D’Arcy Norman – How do you connect to people online?

For this week’s Monday Video comes a piece near and dear to my heart – as a lover of connecting!

How do you connect to people online? (the video)

How do you connect to people online? from D’Arcy Norman on Vimeo.

This resonates with the question that people always asked me when I first started teaching online facilitation: “can you create real connection and relationships with people online?” Darn tootin YES WE CAN!

What has evolved for me, however, is the distinction of the RANGE of connection and relationship we have, from the weak ties of the network which coalesce first around topical interest, to the more contained and measurable relationship in bounded groups, to the intimacy of pairs and triads where, across a diversity of tools and modalities, we reveal ourselves to each other.
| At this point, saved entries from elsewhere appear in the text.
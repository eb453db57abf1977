pub mod combatant;
pub mod deck;
pub mod status;
pub mod turn;

pub use combatant::{CombatantState, InvariantViolation, Pool, Side};
pub use deck::{DeckPiles, DrawReport};
pub use status::{
    EffectDuration, LedgerAdvance, Restoration, StatusEffectEntry, StatusKind, StatusLedger,
    StatusTraits,
};
pub use turn::{Outcome, Phase, RoundState};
These connections are not the same. They are not formed the same way. The type of relationship and trust is diverse. The usefulness is different across the continuum.
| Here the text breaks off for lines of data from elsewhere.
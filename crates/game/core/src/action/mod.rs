//! Action domain.
//!
//! # Module Structure
//!
//! - `types`: [`Action`] and [`ActionCategory`], the data a card or enemy move carries
//! - `pattern`: scripted and pooled enemy patterns with health conditions
//! - `selector`: choosing an enemy's action for a phase

pub mod pattern;
pub mod selector;
pub mod types;

pub use pattern::{ActionPattern, HealthCondition, PoolBand, pool_bands};
pub use selector::{Selection, SelectionSource, pick_pooled, select_action};
pub use types::{Action, ActionCategory};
The second important thing this “online connecting” thing has taught me is that it is an amazing pallette to paint our identity out to the world, and to have others contribute to that portrait.

This is big learning for me since 1997.

P.S. The music D’Arcy used is from the amazing http://www.symphonyofscience.com/

4 thoughts on “D’Arcy Norman – How do you connect to people online?”

  1. Great video! I particularly liked the flash card style presentation suggesting the strength of identity through our online connective channels “Twitter, Facebook, This is me”, and the last speaker’s comment about the situational – and opportunistic – nature of choosing connection channels. What I didn’t like so well was the speaker who talked about the “old way” of commenting on blogs (vs. more “immediate” channels such as Twitter).

    I agree with your commentary on diversity, evolution and depth. So far, at least, I have not found the depth of connection on Twitter that I often find on my blog, and other blogs, and yet I find more and more people choosing to tweet vs. comment, on my blog and others. Twitter connections can progress toward deeper connections, but I find the Twitter channel needs to be augmented through other channels (as another speaker aludes to).

    I’m still evolving my connection protocol via the various tools … my current favorite connection strategy, for the most meaningful content I find online (or in blogs), is posting a comment on a blog, then tweeting about it … which I’ll be doing with this blog post 🙂

    FWIW, a nice compendium of short stories about connections via Twitter can be found in the eBook, Twittertales.

    Finally, I notice that you don’t have a “tweet this” link among the other sharing links you have on your post … I’m wondering if this omission is by design.

    1. Hey, no intention around no “tweet this” button – I just haven’t had time to add this. You know, one’s own blog is the last thing that gets attention! I’ll have to look into it over the holidays.